4. Verwenden Sie eine handelsübliche Reverse-Phase-SPE-Spalte (siehe Materialtabelle) für die Entaltung.
   1. Bereiten Sie 2 Lösungen für die Entsalzung, 5% Methanol in Wasser für das Waschen und 80% Methanol in Wasser für die Elution vor.
   2. Fügen Sie 500 l Methanol hinzu, gefolgt von 500 l Wasser, um die Säule vorzukonditionieren, 1 ml Pipettiertor mit der Spitze auf die Oberseite der Säule legen, den Pipettentor drücken, um den Durchfluss zu beschleunigen.
   3. Laden Sie 410 l der Probe in Schritt 1.3 auf die Säule, verwerfen Sie den Durchfluss durch.
   4. Verwenden Sie nach dem Waschen mit 500 l 5 % Methanol 300 l 80 % Methanol, um das Nitropeptid zu entleeren, das dann in der Standardeinstellung bei Raumtemperatur vollständig durch Speed-vac getrocknet wird.
      HINWEIS: Die Entsalzung ist sehr wichtig für die Reaktionen, da das im vorherigen Schritt übrig gebliebene Lösungsmittel sich negativ auf die nächsten Schritte auswirken kann.

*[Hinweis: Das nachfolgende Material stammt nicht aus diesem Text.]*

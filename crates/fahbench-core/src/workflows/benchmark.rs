use super::error::SimulationError;
use super::updater::Updater;
use crate::core::models::state::StateData;
use crate::core::validation::{check_for_discrepancies, check_for_nans};
use crate::engine::traits::EngineContext;
use std::time::{Duration, Instant};
use tracing::{debug, info, instrument};

const SECONDS_PER_DAY: f64 = 86_400.0;

/// Loop parameters taken from the configuration and the work unit.
#[derive(Debug, Clone, Copy, PartialEq)]
pub struct BenchmarkSettings {
    pub step_chunk: u32,
    /// Steps between mid-run NaN scans; 0 disables them.
    pub nan_check_interval: u32,
    pub run_length: Duration,
}

/// Simulated nanoseconds per wall-clock day.
pub fn ns_per_day(steps: u64, ns_per_step: f64, elapsed: Duration) -> f64 {
    let seconds = elapsed.as_secs_f64();
    if steps == 0 || seconds <= 0.0 {
        return 0.0;
    }
    steps as f64 * ns_per_step / (seconds / SECONDS_PER_DAY)
}

fn millis(duration: Duration) -> u64 {
    u64::try_from(duration.as_millis()).unwrap_or(u64::MAX)
}

/// Runs the timed throughput loop on a prepared context and returns the
/// score in ns/day.
///
/// The context advances `step_chunk` steps between cancellation polls. Once
/// the loop exits, a final snapshot is always taken so that queued device
/// work has completed before the clock is read. Correctness checks on that
/// snapshot are skipped for cancelled runs.
#[instrument(skip_all, name = "benchmark_loop")]
pub fn run<C: EngineContext>(
    context: &mut C,
    settings: &BenchmarkSettings,
    updater: &Updater,
) -> Result<f64, SimulationError> {
    let ns_per_step = context.step_size() / 1000.0;
    let total_ms = millis(settings.run_length);
    let chunk = settings.step_chunk;
    let interval = u64::from(settings.nan_check_interval);

    // Warm-up: absorbs kernel compilation and first-touch allocations.
    context.step(1)?;

    let start = Instant::now();
    let mut steps: u64 = 0;
    let mut last_nan_check: u64 = 0;
    while !updater.cancelled() {
        context.step(chunk)?;
        steps += u64::from(chunk);

        let elapsed = start.elapsed();
        if elapsed > settings.run_length {
            break;
        }
        updater.progress(
            millis(elapsed),
            total_ms,
            ns_per_day(steps, ns_per_step, elapsed),
        );

        if interval > 0 && steps - last_nan_check >= interval {
            let snapshot =
                context.state(StateData::POSITIONS | StateData::VELOCITIES | StateData::FORCES)?;
            check_for_nans(&snapshot)?;
            debug!(steps, "Mid-run NaN scan passed.");
            last_nan_check = steps;
        }
    }

    let final_state = context.state(StateData::all())?;
    let score = ns_per_day(steps, ns_per_step, start.elapsed());

    if !updater.cancelled() {
        check_for_nans(&final_state)?;
        check_for_discrepancies(&final_state)?;
    }

    info!(steps, score, "Benchmark loop finished.");
    updater.progress(total_ms, total_ms, score);
    Ok(score)
}
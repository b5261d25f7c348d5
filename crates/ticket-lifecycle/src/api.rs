//! HTTP handlers for openings and minting details
//!
//! The by-address lookups join against current ownership through
//! [`OwnershipIndex`], so a record follows the token when it changes hands.

use axum::{
    extract::{Path, State},
    response::Json,
    routing::get,
    Router,
};
use std::sync::Arc;
use ticket_common::{normalize_address, normalize_token_id, ApiError, OwnershipIndex};

use crate::storage::{MintingDetails, OpeningRecord, TicketStorage};

/// Shared state for lifecycle routes
#[derive(Clone)]
pub struct LifecycleState {
    pub(crate) storage: Arc<TicketStorage>,
    pub(crate) ownership: Arc<dyn OwnershipIndex>,
}

fn parse_token_id(raw: &str) -> Result<String, ApiError> {
    normalize_token_id(raw).ok_or_else(|| ApiError::BadRequest(format!("Invalid token id: {raw}")))
}

fn parse_address(raw: &str) -> Result<String, ApiError> {
    normalize_address(raw).ok_or_else(|| ApiError::BadRequest(format!("Invalid address: {raw}")))
}

/// GET /openings/:tokenId
pub async fn openings_by_token_handler(
    State(state): State<LifecycleState>,
    Path(token_id): Path<String>,
) -> Result<Json<Vec<OpeningRecord>>, ApiError> {
    let token_id = parse_token_id(&token_id)?;
    Ok(Json(state.storage.get_openings_by_token(&token_id)?))
}

/// GET /address/:address/openings - openings of tokens the address holds now
pub async fn openings_by_address_handler(
    State(state): State<LifecycleState>,
    Path(address): Path<String>,
) -> Result<Json<Vec<OpeningRecord>>, ApiError> {
    let address = parse_address(&address)?;
    let owned = state.ownership.owned_tokens(&address)?;
    Ok(Json(state.storage.get_openings_for_tokens(&owned)?))
}

/// GET /minting-details/:tokenId
pub async fn minting_details_handler(
    State(state): State<LifecycleState>,
    Path(token_id): Path<String>,
) -> Result<Json<MintingDetails>, ApiError> {
    let token_id = parse_token_id(&token_id)?;
    state
        .storage
        .get_minting_details(&token_id)?
        .map(Json)
        .ok_or_else(|| ApiError::NotFound(format!("Minting details not found for token {token_id}")))
}

/// GET /address/:address/minting-details - details of any token id the address holds
pub async fn minting_details_by_address_handler(
    State(state): State<LifecycleState>,
    Path(address): Path<String>,
) -> Result<Json<Vec<MintingDetails>>, ApiError> {
    let address = parse_address(&address)?;
    let token_ids: Vec<String> = state
        .ownership
        .owned_tokens(&address)?
        .into_iter()
        .map(|(_, token_id)| token_id)
        .collect();
    Ok(Json(state.storage.get_minting_details_for_tokens(&token_ids)?))
}

/// GET /minting-details
pub async fn all_minting_details_handler(
    State(state): State<LifecycleState>,
) -> Result<Json<Vec<MintingDetails>>, ApiError> {
    Ok(Json(state.storage.get_all_minting_details()?))
}

/// Build the lifecycle query routes
pub fn router(storage: Arc<TicketStorage>, ownership: Arc<dyn OwnershipIndex>) -> Router {
    let state = LifecycleState { storage, ownership };

    Router::new()
        .route("/openings/:token_id", get(openings_by_token_handler))
        .route("/address/:address/openings", get(openings_by_address_handler))
        .route("/minting-details", get(all_minting_details_handler))
        .route("/minting-details/:token_id", get(minting_details_handler))
        .route(
            "/address/:address/minting-details",
            get(minting_details_by_address_handler),
        )
        .with_state(state)
}
//! SQLite storage for fungible balances and NFT ownership
//!
//! Balances are decimal strings combined with arbitrary precision arithmetic.
//! Ownership keeps one row per (class, token id): the current holder.

use anyhow::{Context, Result};
use rusqlite::{params, Connection, OptionalExtension};
use std::sync::{Arc, Mutex, MutexGuard};
use ticket_common::{
    add_amounts, is_negative, is_positive, is_zero_address, parse_amount, sub_amounts,
    OwnershipIndex, TokenClass,
};

/// Storage for token balances and ownership
pub struct TokenStorage {
    conn: Arc<Mutex<Connection>>,
}

/// Current owner of one token
#[derive(Debug, Clone, PartialEq, Eq)]
pub struct HoldingData {
    pub token_class: TokenClass,
    pub token_id: String,
    pub owner: String,
}

impl TokenStorage {
    /// Create or open the database
    pub fn new(db_path: &str) -> Result<Self> {
        let conn = Connection::open(db_path)
            .with_context(|| format!("Failed to open token database at {db_path}"))?;

        conn.execute_batch(
            "PRAGMA journal_mode=WAL;
             PRAGMA synchronous=NORMAL;
             PRAGMA cache_size=-16000;
             PRAGMA temp_store=MEMORY;
             PRAGMA busy_timeout=5000;",
        )?;

        conn.execute(
            "CREATE TABLE IF NOT EXISTS fungible_balances (
                address TEXT PRIMARY KEY,
                balance TEXT NOT NULL,
                updated_at INTEGER NOT NULL DEFAULT (strftime('%s', 'now'))
            )",
            [],
        )?;

        // Current ownership - one owner per token per class
        conn.execute(
            "CREATE TABLE IF NOT EXISTS nft_holdings (
                id INTEGER PRIMARY KEY AUTOINCREMENT,
                token_class TEXT NOT NULL CHECK(token_class IN ('ERC404', 'ERC721')),
                token_id TEXT NOT NULL,
                owner TEXT NOT NULL,
                tx_hash TEXT,
                updated_at INTEGER NOT NULL DEFAULT (strftime('%s', 'now')),
                UNIQUE(token_class, token_id)
            )",
            [],
        )?;

        conn.execute(
            "CREATE INDEX IF NOT EXISTS idx_nft_holdings_owner ON nft_holdings(owner)",
            [],
        )?;

        conn.execute(
            "CREATE INDEX IF NOT EXISTS idx_nft_holdings_class_owner ON nft_holdings(token_class, owner)",
            [],
        )?;

        tracing::info!(target: "ticket_tokens::storage", db_path = %db_path, "Token database initialized");

        Ok(Self {
            conn: Arc::new(Mutex::new(conn)),
        })
    }

    fn lock(&self) -> Result<MutexGuard<'_, Connection>> {
        self.conn
            .lock()
            .map_err(|_| anyhow::anyhow!("token storage connection lock poisoned"))
    }

    /// Move `token_id` of `class` to `to`.
    ///
    /// A non-mint transfer first drops the previous owner row. Runs in a single
    /// transaction so the one-owner-per-token invariant holds under concurrent
    /// deliveries.
    pub fn apply_token_transfer(
        &self,
        class: TokenClass,
        token_id: &str,
        from: &str,
        to: &str,
        tx_hash: &str,
    ) -> Result<()> {
        let mut conn = self.lock()?;
        let tx = conn.transaction()?;

        if !is_zero_address(from) {
            let removed = tx.execute(
                "DELETE FROM nft_holdings WHERE token_class = ?1 AND token_id = ?2",
                params![class.as_str(), token_id],
            )?;
            if removed == 0 {
                tracing::debug!(
                    target: "ticket_tokens::storage",
                    class = %class,
                    token_id = %token_id,
                    from = %from,
                    "No prior ownership record for transferred token"
                );
            }
        }

        tx.execute(
            "INSERT OR REPLACE INTO nft_holdings (token_class, token_id, owner, tx_hash, updated_at)
             VALUES (?1, ?2, ?3, ?4, strftime('%s', 'now'))",
            params![class.as_str(), token_id, to, tx_hash],
        )?;

        tx.commit()?;
        Ok(())
    }

    /// Debit `from` (unless it is the zero address) and credit `to`.
    ///
    /// Missing balance rows start from zero. The read and the write of each
    /// side happen inside one transaction.
    pub fn apply_fungible_transfer(&self, from: &str, to: &str, amount: &str) -> Result<()> {
        parse_amount(amount)?;

        let mut conn = self.lock()?;
        let tx = conn.transaction()?;

        if !is_zero_address(from) {
            let balance = Self::read_balance(&tx, from)?.unwrap_or_else(|| "0".to_string());
            let updated = sub_amounts(&balance, amount)?;
            if is_negative(&updated) {
                tracing::warn!(
                    target: "ticket_tokens::storage",
                    address = %from,
                    balance = %updated,
                    "Fungible balance went negative"
                );
            }
            Self::write_balance(&tx, from, &updated)?;
        }

        let balance = Self::read_balance(&tx, to)?.unwrap_or_else(|| "0".to_string());
        let updated = add_amounts(&balance, amount)?;
        Self::write_balance(&tx, to, &updated)?;

        tx.commit()?;
        Ok(())
    }

    fn read_balance(conn: &Connection, address: &str) -> Result<Option<String>> {
        let balance = conn
            .query_row(
                "SELECT balance FROM fungible_balances WHERE address = ?1",
                params![address],
                |row| row.get(0),
            )
            .optional()?;
        Ok(balance)
    }

    fn write_balance(conn: &Connection, address: &str, balance: &str) -> Result<()> {
        conn.execute(
            "INSERT INTO fungible_balances (address, balance, updated_at)
             VALUES (?1, ?2, strftime('%s', 'now'))
             ON CONFLICT(address) DO UPDATE SET balance = excluded.balance, updated_at = excluded.updated_at",
            params![address, balance],
        )?;
        Ok(())
    }

    /// Get the fungible balance of an address, if a record exists
    pub fn get_balance(&self, address: &str) -> Result<Option<String>> {
        let conn = self.lock()?;
        Self::read_balance(&conn, address)
    }

    /// Get the current owner of a token
    pub fn get_owner(&self, class: TokenClass, token_id: &str) -> Result<Option<String>> {
        let conn = self.lock()?;
        let owner = conn
            .query_row(
                "SELECT owner FROM nft_holdings WHERE token_class = ?1 AND token_id = ?2",
                params![class.as_str(), token_id],
                |row| row.get(0),
            )
            .optional()?;
        Ok(owner)
    }

    /// Token ids of `class` currently held by `owner`, oldest first
    pub fn get_owned_token_ids(&self, class: TokenClass, owner: &str) -> Result<Vec<String>> {
        let conn = self.lock()?;
        let mut stmt = conn.prepare_cached(
            "SELECT token_id FROM nft_holdings WHERE token_class = ?1 AND owner = ?2 ORDER BY id",
        )?;
        let rows = stmt.query_map(params![class.as_str(), owner], |row| row.get(0))?;
        Ok(rows.collect::<rusqlite::Result<Vec<String>>>()?)
    }

    /// Every ownership row held by `owner`, across both classes
    pub fn get_holdings_by_owner(&self, owner: &str) -> Result<Vec<HoldingData>> {
        let conn = self.lock()?;
        let mut stmt = conn.prepare_cached(
            "SELECT token_class, token_id, owner FROM nft_holdings WHERE owner = ?1 ORDER BY id",
        )?;
        let rows = stmt.query_map(params![owner], |row| {
            Ok((
                row.get::<_, String>(0)?,
                row.get::<_, String>(1)?,
                row.get::<_, String>(2)?,
            ))
        })?;

        let mut holdings = Vec::new();
        for row in rows {
            let (class, token_id, owner) = row?;
            holdings.push(HoldingData {
                token_class: class.parse()?,
                token_id,
                owner,
            });
        }
        Ok(holdings)
    }

    /// Addresses whose fungible balance is strictly positive
    pub fn get_positive_balance_holders(&self) -> Result<Vec<String>> {
        let conn = self.lock()?;
        let mut stmt =
            conn.prepare_cached("SELECT address, balance FROM fungible_balances ORDER BY address")?;
        let rows = stmt.query_map([], |row| {
            Ok((row.get::<_, String>(0)?, row.get::<_, String>(1)?))
        })?;

        let mut holders = Vec::new();
        for row in rows {
            let (address, balance) = row?;
            if is_positive(&balance) {
                holders.push(address);
            }
        }
        Ok(holders)
    }

    /// Distinct owners of any token of `class`
    pub fn get_distinct_owners(&self, class: TokenClass) -> Result<Vec<String>> {
        let conn = self.lock()?;
        let mut stmt = conn.prepare_cached(
            "SELECT DISTINCT owner FROM nft_holdings WHERE token_class = ?1 ORDER BY owner",
        )?;
        let rows = stmt.query_map(params![class.as_str()], |row| row.get(0))?;
        Ok(rows.collect::<rusqlite::Result<Vec<String>>>()?)
    }
}

impl OwnershipIndex for TokenStorage {
    fn owned_tokens(&self, owner: &str) -> Result<Vec<(TokenClass, String)>> {
        Ok(self
            .get_holdings_by_owner(owner)?
            .into_iter()
            .map(|h| (h.token_class, h.token_id))
            .collect())
    }
}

2. Alkylierung von primären Auminen durch Dimethylkennzeichnung

1. Rekonstituieren Sie die pulverisierte Nitro-Angiotensin-II-Lösung in 100 l von 100 mM Triethylammonium-Bicarbonat (TEAB).
   HINWEIS: Der pH-Wert der Lösung sollte zwischen 7 und 9 liegen und sicherstellen, dass der Lösung kein primäres Amin hinzugefügt wird.
2. 4 l 4% Formaldehyd in die Lösung geben, kurz mischen.
   VORSICHT: Formaldehyddämpfe sind giftig; die Experimente in einer Dunstabzugshaube durchführen.
3. Fügen Sie der Lösung 4 l 0,6 M NaBH₃CN hinzu, schütteln Sie das Rohr bei 400 U/min für 1 h bei Raumtemperatur.
4. Die Etikettierreaktion durch Zugabe von 16 l 1% Ammoniaklösung zulöschen, bei Raumtemperatur für 5 min inkubieren.
5. Fügen Sie 8 l Ameisensäure hinzu, um die Lösung zu säuern und die Entsalzung mit der umgekehrten Phase der SPE-Säule durchzuführen, wie in Schritt 1.4 beschrieben.

3. Reduktion von Nitrotyrosin zu Aminotyrosin

1. Rekonstituieren Sie das Dimethyl-beschriftete Nitro-Angiotensin II in 500 l PBS (10 mM NaH₂PO₄, 150 mM NaCl, pH 7.4).
2. 10 l 1 M Natriumdithionat in die Lösung geben und bei Raumtemperatur 1 h brüten. Nach der Reduktionsreaktion wird die gelbe Farbe der Lösung deutlich.
   HINWEIS: Wiegen Sie 174,1 mg Natriumdithionat und lösen Sie es in Wasser auf, um das Endvolumen von 1 ml zu machen. Diese Lösung kann bei -20 °C nicht länger als eine Woche gelagert werden.
3. Verwenden Sie die in Schritt 1.4 beschriebene Sp-Spalte der Rückwärtsphase für die Entaltung.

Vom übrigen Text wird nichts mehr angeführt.